— Data items —

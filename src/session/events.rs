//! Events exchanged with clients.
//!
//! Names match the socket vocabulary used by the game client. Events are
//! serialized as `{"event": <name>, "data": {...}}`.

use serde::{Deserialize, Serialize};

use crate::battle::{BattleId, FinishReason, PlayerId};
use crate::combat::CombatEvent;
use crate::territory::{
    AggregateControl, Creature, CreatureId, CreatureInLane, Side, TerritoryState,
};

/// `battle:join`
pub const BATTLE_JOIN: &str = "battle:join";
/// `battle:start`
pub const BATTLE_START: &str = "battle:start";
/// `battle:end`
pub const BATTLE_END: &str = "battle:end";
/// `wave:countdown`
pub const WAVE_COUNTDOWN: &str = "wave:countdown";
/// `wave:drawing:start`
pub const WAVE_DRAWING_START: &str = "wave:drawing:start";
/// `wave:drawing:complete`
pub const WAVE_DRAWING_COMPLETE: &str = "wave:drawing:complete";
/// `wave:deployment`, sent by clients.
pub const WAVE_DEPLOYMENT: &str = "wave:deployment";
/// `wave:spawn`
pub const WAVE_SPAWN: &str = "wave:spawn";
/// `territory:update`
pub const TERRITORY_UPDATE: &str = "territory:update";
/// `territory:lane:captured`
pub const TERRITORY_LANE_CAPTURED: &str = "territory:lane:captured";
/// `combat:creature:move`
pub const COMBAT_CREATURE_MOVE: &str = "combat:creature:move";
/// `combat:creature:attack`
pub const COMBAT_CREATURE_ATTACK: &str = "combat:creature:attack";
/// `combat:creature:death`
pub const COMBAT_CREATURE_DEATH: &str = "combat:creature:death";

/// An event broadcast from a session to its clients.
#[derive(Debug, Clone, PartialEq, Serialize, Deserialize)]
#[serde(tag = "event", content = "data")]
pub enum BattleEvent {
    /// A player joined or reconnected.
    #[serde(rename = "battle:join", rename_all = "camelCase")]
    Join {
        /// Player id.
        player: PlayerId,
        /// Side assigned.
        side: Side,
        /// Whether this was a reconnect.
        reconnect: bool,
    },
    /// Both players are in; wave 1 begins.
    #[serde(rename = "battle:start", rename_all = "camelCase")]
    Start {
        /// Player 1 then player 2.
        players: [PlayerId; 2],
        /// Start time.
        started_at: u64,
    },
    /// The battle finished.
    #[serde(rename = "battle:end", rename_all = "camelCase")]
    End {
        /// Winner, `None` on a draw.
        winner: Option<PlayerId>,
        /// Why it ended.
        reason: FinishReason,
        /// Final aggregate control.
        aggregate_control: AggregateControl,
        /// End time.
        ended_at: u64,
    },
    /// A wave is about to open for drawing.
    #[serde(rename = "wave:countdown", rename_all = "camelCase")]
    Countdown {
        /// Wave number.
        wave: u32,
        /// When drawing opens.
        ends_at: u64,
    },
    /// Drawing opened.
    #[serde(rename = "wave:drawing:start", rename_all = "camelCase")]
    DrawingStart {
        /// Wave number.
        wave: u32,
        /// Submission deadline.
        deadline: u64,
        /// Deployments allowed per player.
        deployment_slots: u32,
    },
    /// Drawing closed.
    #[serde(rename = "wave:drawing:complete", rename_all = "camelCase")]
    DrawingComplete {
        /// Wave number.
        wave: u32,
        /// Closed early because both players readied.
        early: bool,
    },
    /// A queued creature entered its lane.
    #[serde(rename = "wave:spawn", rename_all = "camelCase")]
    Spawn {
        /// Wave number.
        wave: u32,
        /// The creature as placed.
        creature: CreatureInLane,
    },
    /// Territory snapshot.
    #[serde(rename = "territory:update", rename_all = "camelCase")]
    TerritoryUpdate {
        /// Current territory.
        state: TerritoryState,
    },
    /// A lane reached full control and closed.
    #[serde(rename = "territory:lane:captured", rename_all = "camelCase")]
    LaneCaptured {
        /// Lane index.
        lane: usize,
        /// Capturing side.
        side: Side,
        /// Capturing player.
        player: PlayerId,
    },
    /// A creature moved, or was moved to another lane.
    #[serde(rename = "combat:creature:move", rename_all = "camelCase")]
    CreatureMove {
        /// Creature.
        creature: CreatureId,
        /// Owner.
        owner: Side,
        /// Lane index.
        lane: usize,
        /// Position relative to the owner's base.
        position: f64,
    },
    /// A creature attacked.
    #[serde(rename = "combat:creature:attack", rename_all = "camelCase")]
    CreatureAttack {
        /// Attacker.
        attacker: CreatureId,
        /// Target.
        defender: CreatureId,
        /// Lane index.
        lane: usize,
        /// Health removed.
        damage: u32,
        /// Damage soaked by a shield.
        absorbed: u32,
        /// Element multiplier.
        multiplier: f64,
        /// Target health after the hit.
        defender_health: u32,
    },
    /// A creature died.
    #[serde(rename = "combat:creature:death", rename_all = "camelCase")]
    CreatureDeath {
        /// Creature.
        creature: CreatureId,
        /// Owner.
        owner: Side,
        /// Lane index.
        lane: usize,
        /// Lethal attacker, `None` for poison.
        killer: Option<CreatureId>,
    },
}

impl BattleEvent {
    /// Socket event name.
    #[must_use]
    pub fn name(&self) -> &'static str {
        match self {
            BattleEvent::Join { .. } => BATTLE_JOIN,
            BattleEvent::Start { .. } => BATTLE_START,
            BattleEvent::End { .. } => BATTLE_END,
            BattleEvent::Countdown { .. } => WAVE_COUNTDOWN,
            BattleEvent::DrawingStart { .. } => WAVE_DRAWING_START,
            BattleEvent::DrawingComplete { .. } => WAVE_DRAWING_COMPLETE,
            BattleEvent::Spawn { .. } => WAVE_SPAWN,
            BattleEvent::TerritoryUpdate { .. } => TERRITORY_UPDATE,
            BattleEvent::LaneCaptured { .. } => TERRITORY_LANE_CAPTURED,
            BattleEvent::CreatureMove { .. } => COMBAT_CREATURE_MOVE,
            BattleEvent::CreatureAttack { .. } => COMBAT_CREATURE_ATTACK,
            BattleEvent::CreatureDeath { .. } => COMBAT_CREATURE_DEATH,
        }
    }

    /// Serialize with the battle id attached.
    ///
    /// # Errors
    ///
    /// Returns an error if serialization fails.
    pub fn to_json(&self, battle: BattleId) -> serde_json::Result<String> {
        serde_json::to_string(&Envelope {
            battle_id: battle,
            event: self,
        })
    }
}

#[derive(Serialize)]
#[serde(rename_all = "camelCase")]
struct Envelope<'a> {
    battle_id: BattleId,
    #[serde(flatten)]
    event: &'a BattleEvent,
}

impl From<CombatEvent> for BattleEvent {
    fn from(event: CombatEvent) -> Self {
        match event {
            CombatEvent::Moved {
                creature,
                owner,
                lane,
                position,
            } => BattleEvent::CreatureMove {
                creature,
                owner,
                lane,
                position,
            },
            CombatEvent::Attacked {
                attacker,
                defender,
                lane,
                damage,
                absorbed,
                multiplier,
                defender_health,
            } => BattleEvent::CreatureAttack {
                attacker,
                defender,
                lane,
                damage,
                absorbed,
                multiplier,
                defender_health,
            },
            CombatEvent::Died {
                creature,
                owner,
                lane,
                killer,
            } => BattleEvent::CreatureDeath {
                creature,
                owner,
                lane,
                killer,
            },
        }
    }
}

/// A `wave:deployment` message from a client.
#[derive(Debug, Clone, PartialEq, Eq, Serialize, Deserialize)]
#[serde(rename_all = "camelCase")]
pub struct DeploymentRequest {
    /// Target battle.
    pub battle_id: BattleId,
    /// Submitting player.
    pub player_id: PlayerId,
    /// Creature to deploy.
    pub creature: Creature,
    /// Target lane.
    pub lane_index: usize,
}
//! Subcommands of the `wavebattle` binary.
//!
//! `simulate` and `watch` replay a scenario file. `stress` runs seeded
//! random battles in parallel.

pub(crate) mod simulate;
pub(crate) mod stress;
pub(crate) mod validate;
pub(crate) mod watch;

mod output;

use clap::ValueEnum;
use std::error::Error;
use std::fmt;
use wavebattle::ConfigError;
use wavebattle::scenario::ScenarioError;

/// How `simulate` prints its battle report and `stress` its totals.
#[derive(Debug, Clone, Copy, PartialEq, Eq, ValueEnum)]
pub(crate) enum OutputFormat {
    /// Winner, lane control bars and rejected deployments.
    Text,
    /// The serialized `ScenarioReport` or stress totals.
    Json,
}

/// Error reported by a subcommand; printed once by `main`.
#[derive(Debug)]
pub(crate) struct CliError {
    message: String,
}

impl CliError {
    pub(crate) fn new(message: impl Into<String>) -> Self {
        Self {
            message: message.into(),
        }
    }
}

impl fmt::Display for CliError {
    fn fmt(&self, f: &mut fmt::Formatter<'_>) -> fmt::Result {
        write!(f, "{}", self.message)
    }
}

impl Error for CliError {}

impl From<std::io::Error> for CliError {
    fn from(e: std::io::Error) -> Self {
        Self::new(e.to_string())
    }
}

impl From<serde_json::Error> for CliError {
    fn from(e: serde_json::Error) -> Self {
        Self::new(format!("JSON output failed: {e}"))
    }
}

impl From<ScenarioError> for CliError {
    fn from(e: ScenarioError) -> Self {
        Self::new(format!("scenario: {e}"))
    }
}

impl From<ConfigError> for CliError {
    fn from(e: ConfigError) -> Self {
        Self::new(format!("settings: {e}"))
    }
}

— WHAT YOU SHOULD DO —
Search the records for the word "serialized" and copy every line where it occurs.

— WRITTEN REPLY —
//! serialized as `{"event": <name>, "data": {...}}`.
    /// The serialized `ScenarioReport` or stress totals.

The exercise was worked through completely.